*Input data:*

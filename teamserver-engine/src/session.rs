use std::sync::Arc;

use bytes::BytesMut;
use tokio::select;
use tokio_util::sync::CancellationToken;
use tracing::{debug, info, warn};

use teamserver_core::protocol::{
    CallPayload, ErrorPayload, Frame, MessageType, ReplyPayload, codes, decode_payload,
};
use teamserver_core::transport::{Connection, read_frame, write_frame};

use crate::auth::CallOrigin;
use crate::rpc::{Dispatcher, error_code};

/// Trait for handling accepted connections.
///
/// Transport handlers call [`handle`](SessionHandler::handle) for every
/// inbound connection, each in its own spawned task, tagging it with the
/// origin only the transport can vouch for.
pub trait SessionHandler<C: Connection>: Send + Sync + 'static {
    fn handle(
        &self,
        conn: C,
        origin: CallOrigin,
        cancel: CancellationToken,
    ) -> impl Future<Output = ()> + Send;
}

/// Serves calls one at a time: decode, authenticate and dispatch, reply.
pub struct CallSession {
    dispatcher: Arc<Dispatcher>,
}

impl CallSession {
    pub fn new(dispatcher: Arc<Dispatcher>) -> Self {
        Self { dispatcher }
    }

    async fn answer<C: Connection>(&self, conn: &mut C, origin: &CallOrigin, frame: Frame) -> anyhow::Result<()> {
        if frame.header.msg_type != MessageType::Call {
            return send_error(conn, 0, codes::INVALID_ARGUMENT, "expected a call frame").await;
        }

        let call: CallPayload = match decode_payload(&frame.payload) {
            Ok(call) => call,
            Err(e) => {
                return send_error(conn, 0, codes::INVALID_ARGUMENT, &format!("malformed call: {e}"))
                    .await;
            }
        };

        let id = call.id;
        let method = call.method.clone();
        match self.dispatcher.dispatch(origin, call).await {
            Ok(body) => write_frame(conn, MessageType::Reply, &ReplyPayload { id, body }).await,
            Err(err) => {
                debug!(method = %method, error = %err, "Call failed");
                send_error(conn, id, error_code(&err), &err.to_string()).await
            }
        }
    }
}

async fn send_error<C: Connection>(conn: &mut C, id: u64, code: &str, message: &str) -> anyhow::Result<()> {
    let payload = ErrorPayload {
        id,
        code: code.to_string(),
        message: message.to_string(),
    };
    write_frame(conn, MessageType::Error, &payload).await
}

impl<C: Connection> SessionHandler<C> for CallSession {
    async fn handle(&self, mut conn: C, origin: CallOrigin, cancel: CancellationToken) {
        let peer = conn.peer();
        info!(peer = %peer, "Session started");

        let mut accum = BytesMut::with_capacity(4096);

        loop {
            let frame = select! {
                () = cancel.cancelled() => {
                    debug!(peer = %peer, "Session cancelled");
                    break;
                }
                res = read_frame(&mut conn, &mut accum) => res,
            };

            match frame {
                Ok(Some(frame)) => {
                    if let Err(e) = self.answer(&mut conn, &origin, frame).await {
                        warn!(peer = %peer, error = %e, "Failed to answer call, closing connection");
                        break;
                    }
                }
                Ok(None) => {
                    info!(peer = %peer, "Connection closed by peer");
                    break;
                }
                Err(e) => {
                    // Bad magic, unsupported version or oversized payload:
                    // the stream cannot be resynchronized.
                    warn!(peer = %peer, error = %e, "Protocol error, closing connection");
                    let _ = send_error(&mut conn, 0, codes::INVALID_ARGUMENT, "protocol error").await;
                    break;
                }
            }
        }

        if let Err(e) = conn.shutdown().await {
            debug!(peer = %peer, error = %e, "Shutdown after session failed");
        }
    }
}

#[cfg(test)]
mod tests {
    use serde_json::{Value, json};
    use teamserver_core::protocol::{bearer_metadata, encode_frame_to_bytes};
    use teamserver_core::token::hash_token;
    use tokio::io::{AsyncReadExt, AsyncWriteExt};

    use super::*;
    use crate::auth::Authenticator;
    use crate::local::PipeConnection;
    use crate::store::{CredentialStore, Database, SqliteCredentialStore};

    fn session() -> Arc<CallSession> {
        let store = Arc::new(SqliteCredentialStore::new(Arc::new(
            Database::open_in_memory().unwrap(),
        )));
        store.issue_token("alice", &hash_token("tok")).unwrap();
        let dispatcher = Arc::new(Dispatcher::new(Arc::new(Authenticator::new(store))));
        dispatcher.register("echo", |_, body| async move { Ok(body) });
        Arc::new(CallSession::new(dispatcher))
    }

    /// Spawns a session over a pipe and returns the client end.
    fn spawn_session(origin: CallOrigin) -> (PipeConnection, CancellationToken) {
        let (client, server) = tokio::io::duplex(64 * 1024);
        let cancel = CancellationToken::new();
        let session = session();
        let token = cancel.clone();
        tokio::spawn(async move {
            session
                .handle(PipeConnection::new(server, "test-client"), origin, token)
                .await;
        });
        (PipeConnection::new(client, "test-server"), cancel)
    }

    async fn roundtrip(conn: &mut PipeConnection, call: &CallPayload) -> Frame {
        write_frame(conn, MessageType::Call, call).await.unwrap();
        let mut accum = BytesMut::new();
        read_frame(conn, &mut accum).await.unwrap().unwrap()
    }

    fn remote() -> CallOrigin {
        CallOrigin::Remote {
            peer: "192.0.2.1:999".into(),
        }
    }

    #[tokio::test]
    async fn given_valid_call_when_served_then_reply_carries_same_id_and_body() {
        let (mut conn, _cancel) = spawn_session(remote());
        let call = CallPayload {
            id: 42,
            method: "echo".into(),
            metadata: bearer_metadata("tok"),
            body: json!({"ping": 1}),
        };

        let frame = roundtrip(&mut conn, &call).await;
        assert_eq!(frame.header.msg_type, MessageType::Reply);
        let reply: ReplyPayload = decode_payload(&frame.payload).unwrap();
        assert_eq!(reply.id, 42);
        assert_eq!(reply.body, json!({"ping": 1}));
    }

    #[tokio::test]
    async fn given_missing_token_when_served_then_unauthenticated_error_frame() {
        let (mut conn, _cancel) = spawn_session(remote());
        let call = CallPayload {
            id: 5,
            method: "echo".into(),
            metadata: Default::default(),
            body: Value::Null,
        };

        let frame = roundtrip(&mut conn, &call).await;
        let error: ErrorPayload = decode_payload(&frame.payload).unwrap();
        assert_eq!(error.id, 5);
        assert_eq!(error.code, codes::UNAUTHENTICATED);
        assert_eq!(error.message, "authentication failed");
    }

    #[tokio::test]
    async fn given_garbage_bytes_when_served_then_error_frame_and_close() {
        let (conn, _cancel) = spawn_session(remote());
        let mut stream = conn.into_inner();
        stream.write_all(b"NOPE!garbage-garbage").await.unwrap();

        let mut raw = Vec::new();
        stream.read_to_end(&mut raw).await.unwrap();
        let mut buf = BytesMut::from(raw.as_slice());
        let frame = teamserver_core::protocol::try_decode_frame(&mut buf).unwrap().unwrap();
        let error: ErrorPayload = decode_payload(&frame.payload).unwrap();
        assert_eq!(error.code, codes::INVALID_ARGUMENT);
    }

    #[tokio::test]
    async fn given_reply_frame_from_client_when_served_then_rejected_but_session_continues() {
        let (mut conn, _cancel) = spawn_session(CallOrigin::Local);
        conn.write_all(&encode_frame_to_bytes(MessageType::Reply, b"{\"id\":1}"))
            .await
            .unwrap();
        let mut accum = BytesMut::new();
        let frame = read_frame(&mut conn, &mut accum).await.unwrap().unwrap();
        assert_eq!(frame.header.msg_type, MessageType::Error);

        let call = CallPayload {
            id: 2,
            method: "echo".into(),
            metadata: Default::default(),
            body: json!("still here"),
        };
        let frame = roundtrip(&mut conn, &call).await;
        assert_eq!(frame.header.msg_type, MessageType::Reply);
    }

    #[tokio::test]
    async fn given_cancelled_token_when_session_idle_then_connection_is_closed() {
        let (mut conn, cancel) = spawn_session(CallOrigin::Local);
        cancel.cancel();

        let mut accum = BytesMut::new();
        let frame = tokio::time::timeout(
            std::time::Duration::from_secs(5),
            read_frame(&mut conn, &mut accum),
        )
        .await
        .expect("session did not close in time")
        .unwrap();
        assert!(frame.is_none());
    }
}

*Problem:* Please give back, exactly as it stands above, the stretch from the line with "use super::*;" through the line with "fn session() ->", and no line outside it.

*Task solution:*
    use super::*;
    use crate::auth::Authenticator;
    use crate::local::PipeConnection;
    use crate::store::{CredentialStore, Database, SqliteCredentialStore};

    fn session() -> Arc<CallSession> {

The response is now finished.